*Extracted records*.
+++

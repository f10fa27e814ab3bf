//! Filter operators and their translation into SQL fragments.
//!
//! The operator vocabulary is closed:
//!
//! | token                          | SQL                                   |
//! |--------------------------------|---------------------------------------|
//! | `eq !eq lt gt le ge`           | `= != < > <= >=`                      |
//! | `sw !sw ew !ew has !has`       | `BINARY col [NOT] LIKE` (byte-exact)  |
//! | `isw !isw iew !iew ihas !ihas` | `col [NOT] LIKE` (collation-dependent)|
//! | `in !in`                       | `[NOT] IN (?,?,...)`, comma-separated |
//! | `null !null`                   | `IS [NOT] NULL`, value `true`/`false` |
//!
//! # Example
//! ```ignore
//! use sqlweave::{FunctionAllowList, Operator, translate};
//!
//! let f = translate("price", "gt".parse()?, "20.00", &FunctionAllowList::default())?;
//! assert_eq!(f.sql, "price > ?");
//! ```

use crate::error::{WeaveError, WeaveResult};
use crate::functions::FunctionAllowList;
use crate::qb::param::Param;
use std::fmt;
use std::str::FromStr;

/// Filter operator.
#[derive(Debug, Clone, Copy, PartialEq, Eq, Hash)]
pub enum Operator {
    /// `eq`: column = value
    Eq,
    /// `!eq`: column != value
    NotEq,
    /// `lt`: column < value
    Lt,
    /// `gt`: column > value
    Gt,
    /// `le`: column <= value
    Le,
    /// `ge`: column >= value
    Ge,
    /// `sw`: starts with, byte-exact
    StartsWith,
    /// `!sw`
    NotStartsWith,
    /// `isw`: starts with, collation-dependent
    IStartsWith,
    /// `!isw`
    NotIStartsWith,
    /// `ew`: ends with, byte-exact
    EndsWith,
    /// `!ew`
    NotEndsWith,
    /// `iew`: ends with, collation-dependent
    IEndsWith,
    /// `!iew`
    NotIEndsWith,
    /// `has`: contains, byte-exact
    Has,
    /// `!has`
    NotHas,
    /// `ihas`: contains, collation-dependent
    IHas,
    /// `!ihas`
    NotIHas,
    /// `in`: comma-separated membership
    In,
    /// `!in`
    NotIn,
    /// `null`: `true` => IS NULL, `false` => IS NOT NULL
    Null,
    /// `!null`: complement of `null`
    NotNull,
}

#[derive(Debug, Clone, Copy, PartialEq, Eq)]
enum Wrap {
    Prefix,
    Suffix,
    Contains,
}

impl Wrap {
    fn apply(self, value: &str) -> String {
        match self {
            Wrap::Prefix => format!("{value}%"),
            Wrap::Suffix => format!("%{value}"),
            Wrap::Contains => format!("%{value}%"),
        }
    }
}

impl Operator {
    /// Every operator, in vocabulary order.
    pub const ALL: [Operator; 22] = [
        Operator::Eq,
        Operator::NotEq,
        Operator::Lt,
        Operator::Gt,
        Operator::Le,
        Operator::Ge,
        Operator::StartsWith,
        Operator::NotStartsWith,
        Operator::IStartsWith,
        Operator::NotIStartsWith,
        Operator::EndsWith,
        Operator::NotEndsWith,
        Operator::IEndsWith,
        Operator::NotIEndsWith,
        Operator::Has,
        Operator::NotHas,
        Operator::IHas,
        Operator::NotIHas,
        Operator::In,
        Operator::NotIn,
        Operator::Null,
        Operator::NotNull,
    ];

    /// The DSL token for this operator.
    pub fn token(self) -> &'static str {
        match self {
            Operator::Eq => "eq",
            Operator::NotEq => "!eq",
            Operator::Lt => "lt",
            Operator::Gt => "gt",
            Operator::Le => "le",
            Operator::Ge => "ge",
            Operator::StartsWith => "sw",
            Operator::NotStartsWith => "!sw",
            Operator::IStartsWith => "isw",
            Operator::NotIStartsWith => "!isw",
            Operator::EndsWith => "ew",
            Operator::NotEndsWith => "!ew",
            Operator::IEndsWith => "iew",
            Operator::NotIEndsWith => "!iew",
            Operator::Has => "has",
            Operator::NotHas => "!has",
            Operator::IHas => "ihas",
            Operator::NotIHas => "!ihas",
            Operator::In => "in",
            Operator::NotIn => "!in",
            Operator::Null => "null",
            Operator::NotNull => "!null",
        }
    }

    fn comparison(self) -> Option<&'static str> {
        match self {
            Operator::Eq => Some("="),
            Operator::NotEq => Some("!="),
            Operator::Lt => Some("<"),
            Operator::Gt => Some(">"),
            Operator::Le => Some("<="),
            Operator::Ge => Some(">="),
            _ => None,
        }
    }

    /// (wrapping, negated, byte-exact)
    fn pattern(self) -> Option<(Wrap, bool, bool)> {
        match self {
            Operator::StartsWith => Some((Wrap::Prefix, false, true)),
            Operator::NotStartsWith => Some((Wrap::Prefix, true, true)),
            Operator::IStartsWith => Some((Wrap::Prefix, false, false)),
            Operator::NotIStartsWith => Some((Wrap::Prefix, true, false)),
            Operator::EndsWith => Some((Wrap::Suffix, false, true)),
            Operator::NotEndsWith => Some((Wrap::Suffix, true, true)),
            Operator::IEndsWith => Some((Wrap::Suffix, false, false)),
            Operator::NotIEndsWith => Some((Wrap::Suffix, true, false)),
            Operator::Has => Some((Wrap::Contains, false, true)),
            Operator::NotHas => Some((Wrap::Contains, true, true)),
            Operator::IHas => Some((Wrap::Contains, false, false)),
            Operator::NotIHas => Some((Wrap::Contains, true, false)),
            _ => None,
        }
    }
}

impl FromStr for Operator {
    type Err = WeaveError;

    fn from_str(s: &str) -> Result<Self, Self::Err> {
        Operator::ALL
            .into_iter()
            .find(|op| op.token() == s)
            .ok_or_else(|| WeaveError::InvalidOperator(s.to_string()))
    }
}

impl fmt::Display for Operator {
    fn fmt(&self, f: &mut fmt::Formatter<'_>) -> fmt::Result {
        f.write_str(self.token())
    }
}

/// A translated condition: SQL text plus the values for its `?` placeholders.
#[derive(Debug, Clone, PartialEq)]
pub struct Fragment {
    pub sql: String,
    pub params: Vec<Param>,
}

impl Fragment {
    /// A fragment without placeholders.
    pub fn raw(sql: impl Into<String>) -> Self {
        Self {
            sql: sql.into(),
            params: Vec::new(),
        }
    }

    fn bound(sql: String, params: Vec<Param>) -> Self {
        Self { sql, params }
    }
}

/// Translate one filter into a fragment.
///
/// `column` must already be resolved SQL (see [`crate::ColumnExpr::to_sql`]).
pub fn translate(
    column: &str,
    operator: Operator,
    value: &str,
    functions: &FunctionAllowList,
) -> WeaveResult<Fragment> {
    let passthrough = functions
        .passthrough(value)
        .map_err(|_| WeaveError::invalid_value(operator.token(), value))?;

    if let Some(op) = operator.comparison() {
        return Ok(if value.is_empty() {
            Fragment::raw(format!("{column} {op} ''"))
        } else if passthrough {
            Fragment::raw(format!("{column} {op} {value}"))
        } else {
            Fragment::bound(format!("{column} {op} ?"), vec![Param::from(value)])
        });
    }

    if let Some((wrap, negated, exact)) = operator.pattern() {
        let target = if exact {
            format!("BINARY {column}")
        } else {
            column.to_string()
        };
        let like = if negated { "NOT LIKE" } else { "LIKE" };
        return Ok(if passthrough {
            Fragment::raw(format!("{target} {like} {value}"))
        } else {
            Fragment::bound(
                format!("{target} {like} ?"),
                vec![Param::Text(wrap.apply(value))],
            )
        });
    }

    match operator {
        Operator::In | Operator::NotIn => {
            let keyword = if operator == Operator::In { "IN" } else { "NOT IN" };
            if passthrough {
                return Ok(Fragment::raw(format!("{column} {keyword} ({value})")));
            }
            let params: Vec<Param> = value.split(',').map(Param::from).collect();
            let placeholders = vec!["?"; params.len()].join(",");
            Ok(Fragment::bound(
                format!("{column} {keyword} ({placeholders})"),
                params,
            ))
        }
        Operator::Null | Operator::NotNull => {
            let is_null = match value {
                "true" => true,
                "false" => false,
                other => return Err(WeaveError::invalid_value(operator.token(), other)),
            };
            let is_null = if operator == Operator::Null {
                is_null
            } else {
                !is_null
            };
            Ok(Fragment::raw(if is_null {
                format!("{column} IS NULL")
            } else {
                format!("{column} IS NOT NULL")
            }))
        }
        _ => Err(WeaveError::InvalidOperator(operator.token().to_string())),
    }
}

#[cfg(test)]
mod tests {
    use super::*;

    fn t(column: &str, op: &str, value: &str) -> Fragment {
        translate(
            column,
            op.parse().unwrap(),
            value,
            &FunctionAllowList::default(),
        )
        .unwrap()
    }

    fn texts(values: &[&str]) -> Vec<Param> {
        values.iter().map(|v| Param::from(*v)).collect()
    }

    #[test]
    fn operator_tokens_round_trip() {
        for op in Operator::ALL {
            assert_eq!(op.token().parse::<Operator>().unwrap(), op);
        }
    }

    #[test]
    fn unknown_operator() {
        let err = "like".parse::<Operator>().unwrap_err();
        assert!(matches!(err, WeaveError::InvalidOperator(ref s) if s == "like"));
        assert!("EQ".parse::<Operator>().is_err());
    }

    #[test]
    fn translation_table() {
        let cases: &[(&str, &str, &str, &[&str])] = &[
            ("eq", "x", "price = ?", &["x"]),
            ("!eq", "x", "price != ?", &["x"]),
            ("lt", "x", "price < ?", &["x"]),
            ("gt", "20.00", "price > ?", &["20.00"]),
            ("le", "x", "price <= ?", &["x"]),
            ("ge", "x", "price >= ?", &["x"]),
            ("sw", "ab", "BINARY price LIKE ?", &["ab%"]),
            ("!sw", "ab", "BINARY price NOT LIKE ?", &["ab%"]),
            ("isw", "ab", "price LIKE ?", &["ab%"]),
            ("!isw", "ab", "price NOT LIKE ?", &["ab%"]),
            ("ew", "ab", "BINARY price LIKE ?", &["%ab"]),
            ("!ew", "ab", "BINARY price NOT LIKE ?", &["%ab"]),
            ("iew", "ab", "price LIKE ?", &["%ab"]),
            ("!iew", "ab", "price NOT LIKE ?", &["%ab"]),
            ("has", "ab", "BINARY price LIKE ?", &["%ab%"]),
            ("!has", "ab", "BINARY price NOT LIKE ?", &["%ab%"]),
            ("ihas", "ab", "price LIKE ?", &["%ab%"]),
            ("!ihas", "ab", "price NOT LIKE ?", &["%ab%"]),
            ("in", "red,blue", "price IN (?,?)", &["red", "blue"]),
            ("!in", "red,blue", "price NOT IN (?,?)", &["red", "blue"]),
            ("null", "true", "price IS NULL", &[]),
            ("!null", "true", "price IS NOT NULL", &[]),
        ];
        assert_eq!(cases.len(), Operator::ALL.len());
        for (op, value, sql, params) in cases {
            let fragment = t("price", op, value);
            assert_eq!(fragment.sql, *sql, "operator {op}");
            assert_eq!(fragment.params, texts(params), "operator {op}");
        }
    }

    #[test]
    fn null_false_is_complement() {
        assert_eq!(t("deleted_at", "null", "false").sql, "deleted_at IS NOT NULL");
        assert_eq!(t("deleted_at", "!null", "false").sql, "deleted_at IS NULL");
    }

    #[test]
    fn null_rejects_other_values() {
        for value in ["", "TRUE", "1", "yes"] {
            let err = translate(
                "deleted_at",
                Operator::Null,
                value,
                &FunctionAllowList::default(),
            )
            .unwrap_err();
            assert!(matches!(err, WeaveError::InvalidValue { .. }), "value {value:?}");
        }
    }

    #[test]
    fn empty_string_comparison_is_literal() {
        let fragment = t("name", "eq", "");
        assert_eq!(fragment.sql, "name = ''");
        assert!(fragment.params.is_empty());
    }

    #[test]
    fn function_passthrough() {
        let fragment = t("created_at", "gt", "NOW()");
        assert_eq!(fragment.sql, "created_at > NOW()");
        assert!(fragment.params.is_empty());

        let fragment = t("name", "has", "CONCAT(prefix, '%')");
        assert_eq!(fragment.sql, "BINARY name LIKE CONCAT(prefix, '%')");
        assert!(fragment.params.is_empty());

        let fragment = t("day", "in", "CURDATE()");
        assert_eq!(fragment.sql, "day IN (CURDATE())");
        assert!(fragment.params.is_empty());
    }

    #[test]
    fn function_lookalikes_are_bound() {
        let fragment = t("note", "eq", "see NOW()");
        assert_eq!(fragment.sql, "note = ?");
        assert_eq!(fragment.params, texts(&["see NOW()"]));

        let fragment = t("note", "eq", "now()");
        assert_eq!(fragment.params, texts(&["now()"]));
    }

    #[test]
    fn in_preserves_order_and_count() {
        let fragment = t("id", "in", "3,1,2,1");
        assert_eq!(fragment.sql, "id IN (?,?,?,?)");
        assert_eq!(fragment.params, texts(&["3", "1", "2", "1"]));
    }

    #[test]
    fn custom_allow_list() {
        let functions = FunctionAllowList::empty().with("GREATEST");
        let fragment = translate("a", Operator::Ge, "GREATEST(b, c)", &functions).unwrap();
        assert_eq!(fragment.sql, "a >= GREATEST(b, c)");
        let fragment = translate("a", Operator::Ge, "NOW()", &functions).unwrap();
        assert_eq!(fragment.sql, "a >= ?");
    }
}
//! Trait definitions for query builders.

use crate::client::Executor;
use crate::error::WeaveResult;
use crate::qb::param::{Param, ParamList};
use crate::row::Row;
use std::future::Future;

/// Log target for every statement handed to an executor.
pub const SQL_LOG_TARGET: &str = "sqlweave.sql";

/// The result of building a query.
#[derive(Debug, Clone, PartialEq)]
pub struct BuiltQuery {
    pub sql: String,
    pub params: ParamList,
}

impl BuiltQuery {
    /// Create a new built query.
    pub fn new(sql: String, params: ParamList) -> Self {
        Self { sql, params }
    }

    /// Values in binding order.
    pub fn params(&self) -> &[Param] {
        self.params.as_slice()
    }

    /// Number of `?` markers outside quoted literals and identifiers.
    pub fn placeholder_count(&self) -> usize {
        placeholder_positions(&self.sql).len()
    }

    /// The statement with every placeholder replaced by its literal value.
    ///
    /// For logging and debugging only; never send the result to a database.
    pub fn to_debug_sql(&self) -> String {
        let mut out = String::with_capacity(self.sql.len());
        let mut values = self.params.as_slice().iter();
        let mut last = 0;
        for pos in placeholder_positions(&self.sql) {
            out.push_str(&self.sql[last..pos]);
            match values.next() {
                Some(value) => out.push_str(&value.to_sql_literal()),
                None => out.push('?'),
            }
            last = pos + 1;
        }
        out.push_str(&self.sql[last..]);
        out
    }

    pub(crate) fn log(&self) {
        tracing::debug!(
            target: SQL_LOG_TARGET,
            sql = %self.sql,
            params = self.params.len(),
            "executing statement"
        );
    }
}

/// Byte offsets of the `?` markers that are not inside `'...'`, `"..."` or
/// `` `...` ``. Backslash escapes apply to the two string quotes only.
fn placeholder_positions(sql: &str) -> Vec<usize> {
    let mut positions = Vec::new();
    let mut quote: Option<char> = None;
    let mut escaped = false;
    for (idx, ch) in sql.char_indices() {
        match quote {
            Some(_) if escaped => escaped = false,
            Some(open) if ch == '\\' && open != '`' => escaped = true,
            Some(open) if ch == open => quote = None,
            Some(_) => {}
            None => match ch {
                '\'' | '"' | '`' => quote = Some(ch),
                '?' => positions.push(idx),
                _ => {}
            },
        }
    }
    positions
}

/// Base trait for all query builders.
pub trait SqlQb: Sync {
    /// Assemble the statement, or return the first error recorded while building.
    fn build(&self) -> WeaveResult<BuiltQuery>;

    /// Debug helper to get the SQL string.
    fn to_sql(&self) -> WeaveResult<String> {
        self.build().map(|built| built.sql)
    }

    /// Execute and return the raw rows, without any reshaping.
    fn fetch_rows(
        &self,
        exec: &impl Executor,
    ) -> impl Future<Output = WeaveResult<Vec<Row>>> + Send {
        async move {
            let built = self.build()?;
            built.log();
            exec.fetch(&built.sql, built.params()).await
        }
    }
}

/// Trait for mutation builders (INSERT/UPDATE/DELETE).
pub trait MutationQb: SqlQb {
    /// Execute and return affected row count.
    fn execute(&self, exec: &impl Executor) -> impl Future<Output = WeaveResult<u64>> + Send {
        async move {
            let built = self.build()?;
            built.log();
            exec.execute(&built.sql, built.params()).await
        }
    }
}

+++

*What you will do*.
Please transcribe only the lines in the records above running from the line that has "must already be" through the line that has "return Ok(if value.is_empty()", both included, exactly as they appear.

*Result below*.
/// `column` must already be resolved SQL (see [`crate::ColumnExpr::to_sql`]).
pub fn translate(
    column: &str,
    operator: Operator,
    value: &str,
    functions: &FunctionAllowList,
) -> WeaveResult<Fragment> {
    let passthrough = functions
        .passthrough(value)
        .map_err(|_| WeaveError::invalid_value(operator.token(), value))?;

    if let Some(op) = operator.comparison() {
        return Ok(if value.is_empty() {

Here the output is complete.